** What needs to be done **
Return exactly the lines below, starting with the one that has "deposit needs it." and going on through the one that has "let ws = WsClient::new(&config);".

** Data records **
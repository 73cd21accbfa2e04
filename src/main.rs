//! `dicevaultd` — the settlement service binary.
//!
//! Wires the process-wide singletons (store, key vault, explorer client,
//! event bus) and spawns the long-lived tasks: WebSocket reader,
//! ingester, bet materializer, payout worker pool, and the periodic
//! sweepers. Shutdown cancels everything and waits a bounded grace
//! period for the pool to drain; whatever is left is picked up by the
//! sweepers on next start.

use std::{
    collections::HashSet,
    sync::{Arc, RwLock},
    time::Duration,
};

use tokio::sync::{mpsc, Mutex};
use tokio_util::sync::CancellationToken;
use tracing::*;
use tracing_subscriber::{fmt, layer::SubscriberExt, util::SubscriberInitExt, EnvFilter};

use dicevault::{
    bets::{BetMaterializer, PayoutQueue},
    config::Config,
    error::Error,
    events::EventBus,
    explorer::{Broadcaster, ChainReader, ExplorerClient, MonitoredAddresses, WsClient},
    ingest::Ingester,
    keyvault::KeyVault,
    seeds::SeedRegistry,
    store::Store,
    wallets::WalletVault,
};

/// Channel capacities between pipeline stages.
const FRAME_BUFFER: usize = 256;
const DEPOSIT_BUFFER: usize = 256;
const PAYOUT_BUFFER: usize = 256;
const TRACK_BUFFER: usize = 64;

/// Recently-seen txid window in the ingester.
const SEEN_TXID_CAPACITY: usize = 4096;

/// How long shutdown waits for in-flight work.
const SHUTDOWN_GRACE: Duration = Duration::from_secs(15);

/// Quiet time on the live feed before the REST polling fallback kicks in.
const FALLBACK_POLL_AFTER: Duration = Duration::from_secs(120);

#[tokio::main]
async fn main() {
    tracing_subscriber::registry()
        .with(fmt::layer())
        .with(EnvFilter::from_default_env())
        .init();

    if let Err(e) = run().await {
        error!(error = %e, "fatal");
        std::process::exit(1);
    }
}

async fn run() -> dicevault::Result<()> {
    let config = Config::from_env()?;
    info!(
        profile = ?config.profile,
        network = %config.network,
        db = %config.db_path.display(),
        "starting dicevaultd"
    );

    let store = Arc::new(Store::open(&config.db_path)?);
    let keyvault = Arc::new(KeyVault::from_base64_key(&config.master_encryption_key)?);
    let explorer = ExplorerClient::new(&config).map_err(Error::from)?;
    // Refuses to run a production signer against the wrong chain.
    explorer.assert_network().await?;

    let bus = Arc::new(EventBus::new());
    let wallets = Arc::new(WalletVault::new(store.clone(), keyvault.clone(), &config));
    let seeds = Arc::new(SeedRegistry::new(store.clone()));

    // Commit today's seed before the first deposit needs it.
    let seed = seeds.get_or_create_today()?.into_inner();
    info!(date = %seed.seed_date, hash = %seed.server_seed_hash, "daily seed ready");

    let monitored: MonitoredAddresses = Arc::new(RwLock::new(HashSet::new()));
    let (frame_tx, frame_rx) = mpsc::channel(FRAME_BUFFER);
    let (track_tx, track_rx) = mpsc::channel(TRACK_BUFFER);
    let (deposit_tx, deposit_rx) = mpsc::channel(DEPOSIT_BUFFER);
    let (payout_tx, payout_rx) = mpsc::channel(PAYOUT_BUFFER);

    let ingester = Ingester::new(
        explorer.clone(),
        monitored.clone(),
        deposit_tx,
        track_tx,
        SEEN_TXID_CAPACITY,
    );
    let active = wallets.list_active()?;
    if active.is_empty() {
        warn!("no active vault wallets; create one via the admin surface");
    }
    for wallet in &active {
        ingester.monitor_address(&wallet.address);
    }

    let materializer = Arc::new(BetMaterializer::new(
        store.clone(),
        wallets.clone(),
        seeds.clone(),
        bus.clone(),
        explorer.clone(),
        payout_tx,
        &config,
    ));

    let cancel = CancellationToken::new();
    let mut tasks = Vec::new();

    // WebSocket reader: the only producer of raw frames.
    let ws = WsClient::new(&config);
    tasks.push(tokio::spawn({
        let monitored = monitored.clone();
        let cancel = cancel.clone();
        async move { ws.run(monitored, track_rx, frame_tx, cancel).await }
    }));

    // Ingester: frames in, deposit events out, REST polling as fallback
    // when the feed goes quiet.
    tasks.push(tokio::spawn(ingester.run(
        frame_rx,
        FALLBACK_POLL_AFTER,
        cancel.clone(),
    )));

    // Materializer: the single consumer of deposit events.
    tasks.push(tokio::spawn(
        materializer.clone().run(deposit_rx, cancel.clone()),
    ));

    // Payout worker pool over a shared queue.
    let queue: PayoutQueue = Arc::new(Mutex::new(payout_rx));
    for _ in 0..config.payout_workers {
        tasks.push(tokio::spawn(
            materializer
                .clone()
                .run_payout_worker(queue.clone(), cancel.clone()),
        ));
    }

    // Periodic sweepers: pending bets, payout retries, confirmations.
    tasks.push(tokio::spawn(sweep_loop(
        materializer.clone(),
        config.sweep_interval,
        cancel.clone(),
    )));

    tokio::signal::ctrl_c()
        .await
        .map_err(|e| Error::Transient(e.to_string()))?;
    info!("shutdown signal received");
    cancel.cancel();

    if tokio::time::timeout(SHUTDOWN_GRACE, futures_util::future::join_all(tasks))
        .await
        .is_err()
    {
        warn!("shutdown grace period elapsed with tasks still running");
    }
    store.flush()?;
    info!("shutdown complete");
    Ok(())
}

async fn sweep_loop<C>(
    materializer: Arc<BetMaterializer<C>>,
    interval: Duration,
    cancel: CancellationToken,
) where
    C: ChainReader + Broadcaster + Clone + Send + Sync,
{
    let mut tick = tokio::time::interval(interval);
    tick.set_missed_tick_behavior(tokio::time::MissedTickBehavior::Delay);
    loop {
        tokio::select! {
            _ = cancel.cancelled() => return,
            _ = tick.tick() => {}
        }

        match materializer.sweep_pending().await {
            Ok(settled) if settled > 0 => info!(settled, "pending sweep settled bets"),
            Ok(_) => {}
            Err(e) => warn!(error = %e, "pending sweep failed"),
        }
        match materializer.payout_engine().retry_failed().await {
            Ok(recovered) if recovered > 0 => info!(recovered, "payout retries recovered"),
            Ok(_) => {}
            Err(e) => warn!(error = %e, "payout retry sweep failed"),
        }
        match materializer.payout_engine().check_confirmations().await {
            Ok(confirmed) if confirmed > 0 => info!(confirmed, "payouts confirmed"),
            Ok(_) => {}
            Err(e) => warn!(error = %e, "confirmation sweep failed"),
        }
    }
}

** Problem solution **
    // Commit today's seed before the first deposit needs it.
    let seed = seeds.get_or_create_today()?.into_inner();
    info!(date = %seed.seed_date, hash = %seed.server_seed_hash, "daily seed ready");

    let monitored: MonitoredAddresses = Arc::new(RwLock::new(HashSet::new()));
    let (frame_tx, frame_rx) = mpsc::channel(FRAME_BUFFER);
    let (track_tx, track_rx) = mpsc::channel(TRACK_BUFFER);
    let (deposit_tx, deposit_rx) = mpsc::channel(DEPOSIT_BUFFER);
    let (payout_tx, payout_rx) = mpsc::channel(PAYOUT_BUFFER);

    let ingester = Ingester::new(
        explorer.clone(),
        monitored.clone(),
        deposit_tx,
        track_tx,
        SEEN_TXID_CAPACITY,
    );
    let active = wallets.list_active()?;
    if active.is_empty() {
        warn!("no active vault wallets; create one via the admin surface");
    }
    for wallet in &active {
        ingester.monitor_address(&wallet.address);
    }

    let materializer = Arc::new(BetMaterializer::new(
        store.clone(),
        wallets.clone(),
        seeds.clone(),
        bus.clone(),
        explorer.clone(),
        payout_tx,
        &config,
    ));

    let cancel = CancellationToken::new();
    let mut tasks = Vec::new();

    // WebSocket reader: the only producer of raw frames.
    let ws = WsClient::new(&config);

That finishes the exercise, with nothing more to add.